Liebe Daniela,
gestern habe ich Dich das erste mal nach den Ferien wieder gesehen. Ich bin so froh darüber. Du bist das schönste Mädchen, das ich kenne. Deine Augen strahlen in dunklen Samtfarben und wenn ich Deinen vollen Mund sehe, träume ich von Deinen Küssen. Ich habe so lange geschwiegen, weil ich dachte, Du lachst mich aus, weil ich im Gegensatz zu Dir nichts besonderes bin.
Möchtest Du mit mir gehen?
Dein… ich kann noch nicht sagen, wer ich bin.
Daniela hielt die Zeilen in der Hand. Dieser Brief steckte in ihrer Schultasche im Deutschheft. Sie war sehr erschrocken darüber und noch immer dachte sie, dass sie jemand auf den Arm nehmen wollte.

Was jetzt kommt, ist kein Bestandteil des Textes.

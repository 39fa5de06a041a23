// [libs/infra/device-client/src/lib.rs]
/*!
 * APARATO: DEVICE CLIENT ROOT
 * CLASIFICACIÓN: INFRASTRUCTURE ADAPTER (ESTRATO L3)
 * RESPONSABILIDAD: PUNTO DE ENTRADA DEL UPLINK DISPOSITIVO -> CONTROL PLANE
 */

pub mod client;
pub mod downloader;
pub mod errors;

pub use client::DeviceControlPlaneClient;
pub use downloader::verify_bundle_integrity;
pub use errors::DeviceClientError;
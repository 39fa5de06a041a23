// [libs/domain/models/src/wire.rs]
/*!
 * APARATO: CONTRATOS DE ALAMBRE (WIRE DTOS)
 * CLASIFICACIÓN: DOMAIN MODELS (ESTRATO L2)
 * RESPONSABILIDAD: FORMAS JSON EXACTAS DE `/v1/...` (§6)
 *
 * Estos tipos son deliberadamente distintos de las entidades de
 * persistencia: el alambre usa `camelCase`, las entidades usan los
 * nombres de columna soberanos.
 */

use serde::{Deserialize, Serialize};
use uuid::Uuid;

use crate::app::Platform;
use crate::health::{HealthEndpointSpec, HealthEventSpec};

// ---- POST /v1/devices/register ----

#[derive(Debug, Clone, Serialize, Deserialize)]
#[serde(rename_all = "camelCase")]
pub struct RegisterDeviceRequest {
    pub app_id: Uuid,
    pub device_id: Uuid,
    pub platform: Platform,
    pub app_version: String,
}

#[derive(Debug, Clone, Serialize, Deserialize)]
#[serde(rename_all = "camelCase")]
pub struct RegisterDeviceResponse {
    pub access_token: String,
    pub expires_at: i64,
}

// ---- POST /v1/updates/check ----

#[derive(Debug, Clone, Serialize, Deserialize)]
#[serde(rename_all = "camelCase")]
pub struct CheckUpdateRequest {
    pub app_id: Uuid,
    pub device_id: Uuid,
    pub platform: Platform,
    pub app_version: String,
    pub current_bundle_version: Option<String>,
    pub current_bundle_hash: Option<String>,
    pub channel_hint: Option<String>,
    #[serde(default)]
    pub device_info: Option<serde_json::Value>,
}

#[derive(Debug, Clone, Serialize, Deserialize)]
#[serde(rename_all = "camelCase")]
pub struct ReleaseWireInfo {
    pub version: String,
    pub bundle_url: String,
    pub bundle_size: u64,
    pub bundle_hash: String,
    pub release_id: Uuid,
    #[serde(skip_serializing_if = "Option::is_none", default)]
    pub release_notes: Option<String>,
}

#[derive(Debug, Clone, Serialize, Deserialize)]
#[serde(rename_all = "camelCase")]
pub struct CheckUpdateResponse {
    pub update_available: bool,
    #[serde(skip_serializing_if = "Option::is_none", default)]
    pub requires_app_store_update: Option<bool>,
    #[serde(skip_serializing_if = "Option::is_none", default)]
    pub app_store_message: Option<String>,
    #[serde(skip_serializing_if = "Option::is_none", default)]
    pub release: Option<ReleaseWireInfo>,
}

impl CheckUpdateResponse {
    pub fn no_update() -> Self {
        Self {
            update_available: false,
            requires_app_store_update: None,
            app_store_message: None,
            release: None,
        }
    }

    pub fn requires_store_update(message: impl Into<String>) -> Self {
        Self {
            update_available: false,
            requires_app_store_update: Some(true),
            app_store_message: Some(message.into()),
            release: None,
        }
    }

    pub fn update_available(release: ReleaseWireInfo) -> Self {
        Self {
            update_available: true,
            requires_app_store_update: None,
            app_store_message: None,
            release: Some(release),
        }
    }
}

// ---- GET /v1/apps/{appId}/health-config ----

#[derive(Debug, Clone, Serialize, Deserialize)]
#[serde(rename_all = "camelCase")]
pub struct HealthConfigResponse {
    pub events: Vec<HealthEventSpec>,
    pub endpoints: Vec<HealthEndpointSpec>,
}

// ---- POST /v1/health/failure ----

#[derive(Debug, Clone, Serialize, Deserialize)]
#[serde(rename_all = "camelCase")]
pub struct HealthFailureRequest {
    pub release_id: Uuid,
    pub device_id: Uuid,
    pub missing_events: Vec<String>,
    pub app_version: Option<String>,
    pub os_version: Option<String>,
}

#[derive(Debug, Clone, Serialize, Deserialize)]
pub struct HealthFailureResponse {
    pub received: bool,
}

// ---- POST /v1/telemetry, /v1/telemetry/batch, /v1/telemetry/crash ----

#[derive(Debug, Clone, Serialize, Deserialize)]
#[serde(rename_all = "camelCase")]
pub struct TelemetryEvent {
    pub device_id: Uuid,
    pub app_id: Uuid,
    pub event_name: String,
    #[serde(default)]
    pub properties: serde_json::Value,
}

#[derive(Debug, Clone, Serialize, Deserialize)]
pub struct TelemetryBatchRequest {
    pub events: Vec<TelemetryEvent>,
}

#[derive(Debug, Clone, Serialize, Deserialize)]
pub struct TelemetryAckResponse {
    pub accepted: bool,
}

// ---- Admin surface (§12) ----

#[derive(Debug, Clone, Serialize, Deserialize)]
#[serde(rename_all = "camelCase")]
pub struct CreateReleaseRequest {
    pub channel_name: Option<String>,
    pub version: String,
    pub bundle_url: String,
    pub bundle_size: u64,
    pub bundle_hash: String,
    pub rollout_percentage: Option<u8>,
    #[serde(default)]
    pub targeting_rules: crate::constraints::Constraints,
    pub release_notes: Option<String>,
}

#[derive(Debug, Clone, Serialize, Deserialize)]
pub struct ErrorResponse {
    pub kind: String,
    pub message: String,
}

impl From<&crate::errors::DomainError> for ErrorResponse {
    fn from(error: &crate::errors::DomainError) -> Self {
        Self {
            kind: error.kind.to_string(),
            message: error.message.clone(),
        }
    }
}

Sie und hübsch oder schön. Immer wurde sie geärgert, dass sie ein Fischmaul habe und dazu Glubschaugen, was immer das auch bedeutete. Und nun las sie, dass sie schöne Lippen habe und Samtaugen. Dass sich jemand gefreut hatte, sie wieder zu sehen. Ach, wenn es doch wahr wäre, dass es etwas schönes an ihr gab. Sie ging zum Spiegel und schaute sehr kritisch ihr Spiegelbild an.
Die Lippen waren dick wie immer und die Augen hatten nichts von Samt. Jetzt war sie 17 Jahre alt und so viel Schönheit würde wohl in den nächsten Jahren nicht dazukommen.

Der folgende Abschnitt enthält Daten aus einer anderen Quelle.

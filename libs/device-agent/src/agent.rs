// [libs/device-agent/src/agent.rs]
/*!
 * APARATO: HANDLE DEL AGENTE DE DISPOSITIVO (§9)
 * RESPONSABILIDAD: ORQUESTAR STORAGE + BRIDGE + CLIENTE DE RED + LOS
 *    TEMPORIZADORES DE SALUD Y VERIFICACIÓN DETRÁS DE UNA SOLA API
 *
 * No es un singleton de módulo: se construye una vez al arranque del
 * host y se comparte como `Arc<DeviceAgent<_, _>>`. La inicialización
 * es idempotente en el sentido de que repetir los pasos 1-5 sobre el
 * mismo estado persistido produce el mismo resultado — no hay
 * contadores de "primera vez" fuera de la metadata misma.
 */

use std::collections::BTreeSet;
use std::sync::{Arc, Mutex};
use std::time::Duration;

use bundlenudge_core_clock_ids::Clock;
use bundlenudge_domain_models::wire::{
    CheckUpdateRequest, CheckUpdateResponse, RegisterDeviceRequest, TelemetryEvent,
};
use bundlenudge_domain_models::{DeviceMetadata, Platform};
use bundlenudge_infra_device_client::DeviceControlPlaneClient;
use serde_json::json;
use tracing::{info, instrument, warn};
use uuid::Uuid;

use crate::bridge::PlatformBridge;
use crate::callbacks::AgentCallbacks;
use crate::crash_window::{VerificationWindow, DEFAULT_VERIFICATION_WINDOW};
use crate::download::{download_and_install, UpdateInfo};
use crate::errors::AgentError;
use crate::health_monitor::HealthMonitor;
use crate::preload::{check_preload_gates, PreloadConfig};
use crate::reporter::{TelemetryReporter, DEFAULT_FLUSH_INTERVAL, DEFAULT_QUEUE_CAPACITY};
use crate::startup::run_startup_sequence;
use crate::storage::Storage;

#[derive(Debug, Clone, Copy, PartialEq, Eq)]
pub enum InstallMode {
    /// Takes effect on the next launch (default).
    Deferred,
    /// Restarts the app immediately after a successful download.
    Immediate,
}

#[derive(Debug, Clone)]
pub struct DeviceAgentConfig {
    pub platform: Platform,
    pub health_window: Duration,
    pub verification_window: Duration,
    pub install_mode: InstallMode,
    pub preload: PreloadConfig,
    pub telemetry_capacity: usize,
    pub telemetry_flush_interval: Duration,
}

impl DeviceAgentConfig {
    pub fn new(platform: Platform) -> Self {
        Self {
            platform,
            health_window: crate::health_monitor::DEFAULT_HEALTH_WINDOW,
            verification_window: DEFAULT_VERIFICATION_WINDOW,
            install_mode: InstallMode::Deferred,
            preload: PreloadConfig::default(),
            telemetry_capacity: DEFAULT_QUEUE_CAPACITY,
            telemetry_flush_interval: DEFAULT_FLUSH_INTERVAL,
        }
    }
}

pub struct DeviceAgent<S, B>
where
    S: Storage + Send + Sync + 'static,
    B: PlatformBridge + Send + Sync + 'static,
{
    storage: S,
    bridge: B,
    client: DeviceControlPlaneClient,
    clock: Arc<dyn Clock>,
    callbacks: Arc<dyn AgentCallbacks>,
    app_id: Uuid,
    metadata: Mutex<DeviceMetadata>,
    health_monitor: Arc<HealthMonitor>,
    verification_window: Arc<VerificationWindow>,
    reporter: Arc<TelemetryReporter>,
    config: DeviceAgentConfig,
}

impl<S, B> DeviceAgent<S, B>
where
    S: Storage + Send + Sync + 'static,
    B: PlatformBridge + Send + Sync + 'static,
{
    /// Runs the startup sequence (§4.6.1 steps 1-5), persists the
    /// result, and — if no access token is present — kicks off
    /// registration in the background (step 6). Step 7 (auto-check) is
    /// left to the caller via [`DeviceAgent::check_for_update`].
    #[instrument(skip_all)]
    pub async fn initialize(
        storage: S,
        bridge: B,
        client: DeviceControlPlaneClient,
        clock: Arc<dyn Clock>,
        callbacks: Arc<dyn AgentCallbacks>,
        app_id: Uuid,
        config: DeviceAgentConfig,
    ) -> Result<Arc<Self>, AgentError> {
        let loaded = storage.load()?;
        let now = clock.now();
        let startup_result = run_startup_sequence(loaded, &bridge, callbacks.as_ref(), now);
        storage.save(&startup_result.metadata)?;

        info!(
            bundle = ?startup_result.bundle_to_load,
            native_update = startup_result.native_update_detected,
            "🚀 [DEVICE_AGENT]: startup sequence complete"
        );

        let agent = Arc::new(Self {
            storage,
            bridge,
            client,
            clock,
            callbacks,
            app_id,
            metadata: Mutex::new(startup_result.metadata),
            health_monitor: HealthMonitor::new(),
            verification_window: VerificationWindow::new(),
            reporter: TelemetryReporter::new(config.telemetry_capacity),
            config,
        });

        if startup_result.start_verification {
            agent.arm_verification_window();
        }

        if agent.access_token().is_none() {
            Arc::clone(&agent).register_with_backoff();
        }

        Ok(agent)
    }

    pub fn device_id(&self) -> Uuid {
        self.metadata.lock().expect("metadata mutex poisoned").device_id
    }

    fn access_token(&self) -> Option<String> {
        self.metadata.lock().expect("metadata mutex poisoned").access_token.clone()
    }

    fn snapshot_metadata(&self) -> DeviceMetadata {
        self.metadata.lock().expect("metadata mutex poisoned").clone()
    }

    fn persist(&self, metadata: &DeviceMetadata) {
        if let Err(error) = self.storage.save(metadata) {
            self.callbacks.on_error(&error);
        }
    }

    fn arm_verification_window(self: &Arc<Self>) {
        let window = self.config.verification_window;
        let agent = Arc::clone(self);
        self.verification_window.arm(window, Arc::new(move || agent.mark_verified()));
    }

    /// Called by the timer on expiry, or immediately by
    /// [`DeviceAgent::notify_app_ready`]; either path fires at most once.
    fn mark_verified(&self) {
        let mut metadata = self.metadata.lock().expect("metadata mutex poisoned");
        metadata.previous_version = None;
        metadata.crash_count = 0;
        metadata.last_crash_time = None;
        metadata.verification_state.app_ready = true;
        metadata.verification_state.verified_at = Some(self.clock.now());
        let snapshot = metadata.clone();
        drop(metadata);

        self.persist(&snapshot);
        info!("✅ [DEVICE_AGENT]: verification window closed, install confirmed healthy");
    }

    /// Host-facing confirmation hook (the `app_ready`-equivalent signal
    /// referenced in §4.6.1 step 5).
    pub fn notify_app_ready(&self) {
        self.verification_window.notify_app_ready();
    }

    /// §4.6.3: arms the health monitor for the given release with the
    /// events fetched from `/v1/apps/{appId}/health-config`. The window
    /// used is the largest `timeout_ms` across configured events,
    /// falling back to the default when none is specified.
    #[instrument(skip(self))]
    pub async fn start_health_monitoring(&self, release_id: Uuid) -> Result<(), AgentError> {
        let token = self.access_token();
        let Some(token) = token else {
            warn!("🩺 [DEVICE_AGENT]: cannot fetch health config without an access token, skipping");
            return Ok(());
        };

        let config = self.client.fetch_health_config(self.app_id, &token).await?;
        let events: BTreeSet<String> = config.events.iter().map(|spec| spec.name.clone()).collect();
        let window = config
            .events
            .iter()
            .map(|spec| Duration::from_millis(spec.timeout_ms))
            .max()
            .unwrap_or(self.config.health_window);

        let native = self.bridge.native_version_info();
        self.health_monitor.start_monitoring(
            Arc::new(HealthReporterAdapter {
                client: self.client.clone(),
                access_token: token,
            }),
            events,
            window,
            release_id,
            self.device_id(),
            native.app_version,
            None,
        );
        Ok(())
    }

    pub fn report_health_event(&self, name: &str) {
        self.health_monitor.report_event(name);
    }

    /// §4.5 client side: asks the control plane whether an update is
    /// available, enqueues a fire-and-forget `check` telemetry event,
    /// and — on `UpdateAvailable` — leaves the decision of whether to
    /// download to the caller (foreground vs. background preload path).
    #[instrument(skip(self))]
    pub async fn check_for_update(&self) -> Result<CheckUpdateResponse, AgentError> {
        let metadata = self.snapshot_metadata();
        let native = self.bridge.native_version_info();

        let request = CheckUpdateRequest {
            app_id: self.app_id,
            device_id: metadata.device_id,
            platform: self.config.platform,
            app_version: native.app_version,
            current_bundle_version: metadata.current_version.clone(),
            current_bundle_hash: metadata.current_version_hash.clone(),
            channel_hint: None,
            device_info: Some(json!({ "osVersion": self.bridge.os_version() })),
        };

        let token = metadata.access_token.clone().unwrap_or_default();
        let response = self.client.check_update(&request, &token).await?;

        self.reporter.enqueue(TelemetryEvent {
            device_id: metadata.device_id,
            app_id: self.app_id,
            event_name: "check".to_string(),
            properties: json!({ "updateAvailable": response.update_available }),
        });

        Ok(response)
    }

    /// §4.6.2: downloads, verifies, and atomically installs the given
    /// update, then marks it pending for the next launch (or restarts
    /// immediately under [`InstallMode::Immediate`]).
    #[instrument(skip(self, update))]
    pub async fn download_and_apply_update(&self, update: &UpdateInfo) -> Result<(), AgentError> {
        let outcome = download_and_install(&self.client, &self.bridge, self.callbacks.as_ref(), update).await?;

        let mut metadata = self.metadata.lock().expect("metadata mutex poisoned");
        metadata.bundle_hashes.insert(outcome.version.clone(), outcome.bundle_hash);
        metadata.pending_version = Some(outcome.version.clone());
        metadata.pending_update_flag = true;
        let snapshot = metadata.clone();
        let device_id = metadata.device_id;
        drop(metadata);

        self.persist(&snapshot);

        self.reporter.enqueue(TelemetryEvent {
            device_id,
            app_id: self.app_id,
            event_name: "update_downloaded".to_string(),
            properties: json!({ "version": outcome.version, "releaseId": update.release_id }),
        });

        if self.config.install_mode == InstallMode::Immediate {
            self.bridge.restart_app();
        }

        Ok(())
    }

    /// §4.6.5: background preload, gated on device conditions, checked
    /// once at the start of the call.
    pub fn preload_is_permitted(&self) -> Result<(), AgentError> {
        check_preload_gates(&self.bridge, &self.config.preload).map_err(AgentError::PreloadBlocked)
    }

    /// Starts the periodic telemetry drain loop; intended to be called
    /// once by the host after [`DeviceAgent::initialize`].
    pub fn spawn_telemetry_drain(self: &Arc<Self>) -> tokio::task::JoinHandle<()> {
        let agent = Arc::clone(self);
        let client = self.client.clone();
        let interval = self.config.telemetry_flush_interval;
        Arc::clone(&self.reporter).spawn_drain_loop(
            Arc::new(client),
            Arc::new(move || agent.access_token()),
            interval,
        )
    }

    fn register_with_backoff(self: Arc<Self>) {
        tokio::spawn(async move {
            let mut backoff = Duration::from_secs(1);
            const MAX_BACKOFF: Duration = Duration::from_secs(60);

            loop {
                let native = self.bridge.native_version_info();
                let device_id = self.device_id();
                let request = RegisterDeviceRequest {
                    app_id: self.app_id,
                    device_id,
                    platform: self.config.platform,
                    app_version: native.app_version,
                };

                match self.client.register_device(&request).await {
                    Ok(response) => {
                        let mut metadata = self.metadata.lock().expect("metadata mutex poisoned");
                        metadata.access_token = Some(response.access_token);
                        let snapshot = metadata.clone();
                        drop(metadata);
                        self.persist(&snapshot);
                        info!("🔑 [DEVICE_AGENT]: device registered with control plane");
                        return;
                    }
                    Err(error) => {
                        warn!(%error, backoff_secs = backoff.as_secs(), "🔁 [DEVICE_AGENT]: registration failed, retrying with backoff");
                        tokio::time::sleep(backoff).await;
                        backoff = (backoff * 2).min(MAX_BACKOFF);
                    }
                }
            }
        });
    }
}

/// Bridges [`HealthMonitor`]'s non-async reporting slot to the async
/// HTTP client — the timeout fires from within a spawned task and must
/// not block on the network itself (§4.6.3: "a network error ... is
/// silent, the monitor does not retry").
struct HealthReporterAdapter {
    client: DeviceControlPlaneClient,
    access_token: String,
}

impl crate::health_monitor::HealthReporter for HealthReporterAdapter {
    fn report_failure(&self, request: bundlenudge_domain_models::wire::HealthFailureRequest) {
        let client = self.client.clone();
        let token = self.access_token.clone();
        tokio::spawn(async move {
            if let Err(error) = client.report_health_failure(&request, &token).await {
                warn!(%error, "📉 [DEVICE_AGENT]: health failure report did not reach the control plane, not retrying");
            }
        });
    }
}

Sie wollte ihre Mutter fragen, was sie von diesem Brief halten sollte. Sie würde Mama nicht fragen, ob sie hübsch sei. Mama fand sie immer hübsch.

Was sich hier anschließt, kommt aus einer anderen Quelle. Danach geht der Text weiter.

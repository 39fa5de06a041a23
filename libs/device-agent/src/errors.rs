// [libs/device-agent/src/errors.rs]
/*!
 * APARATO: CATÁLOGO DE ERRORES DEL AGENTE (§4.7)
 * RESPONSABILIDAD: TAXONOMÍA CROSS-CUTTING MAPEADA A `ErrorKind`
 */

use bundlenudge_domain_models::ErrorKind;
use thiserror::Error;

#[derive(Error, Debug)]
pub enum AgentError {
    #[error("STORAGE_READ_FAULT: {0}")]
    StorageRead(String),

    #[error("STORAGE_WRITE_FAULT: {0}")]
    StorageWrite(String),

    #[error("BRIDGE_FAULT: {0}")]
    Bridge(String),

    #[error("INVALID_BUNDLE: hash mismatch, expected {expected} got {actual}")]
    InvalidBundle { expected: String, actual: String },

    #[error("NETWORK_ERROR: {0}")]
    Network(#[from] bundlenudge_infra_device_client::DeviceClientError),

    #[error("PRELOAD_BLOCKED: {0}")]
    PreloadBlocked(String),
}

impl AgentError {
    pub fn to_error_kind(&self) -> ErrorKind {
        match self {
            AgentError::StorageRead(_) | AgentError::StorageWrite(_) | AgentError::Bridge(_) => {
                ErrorKind::InternalError
            }
            AgentError::InvalidBundle { .. } => ErrorKind::InvalidBundle,
            AgentError::Network(_) => ErrorKind::NetworkError,
            AgentError::PreloadBlocked(_) => ErrorKind::InvalidInput,
        }
    }
}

„Mama, lach nicht und lies mal diesen Brief. Was soll ich damit tun.“
Ihre Mutter nahm den Brief, las ihn und ein liebes Lächeln überzog ihr Gesicht.
„Ach, Dani, ist das ein niedlicher wunderbarer Liebesbrief.“
„Was soll ich damit, Mama?“
“ Als erstes ihn mal ganz fest halten und Dich freuen!“
„Na, und dann? Ich weiß ja noch nicht einmal wer ihn geschrieben hat. Und ob er ernst gemeint ist.“
„Diesem Brief würde ich trauen. Er hat sicher seinen Namen noch nicht drunter geschrieben, weil er vielleicht noch ein bisschen unsicher ist, ob Du etwas für ihn empfindest. Gibt es denn einen Jungen aus Deiner Klasse, den Du magst?“
„Ja, es gibt nur einen. Die anderen sind nicht nett und meist sehr angeberisch. Es ist Ben, den mag ich! Den mag ich sogar sehr!“
„Hat er denn schon öfter mit Dir gesprochen?“
„Nein, Mama, hinter dem sind die meisten Mädchen her. Der sieht mich gar nicht!“
Die nächste Deutschstunde kam. Daniela schaute immerzu alle Jungs an, um heraus zu finden, ob es den einen oder anderen gäbe, der Blicke auf sie warf. Da gab es aber keinen.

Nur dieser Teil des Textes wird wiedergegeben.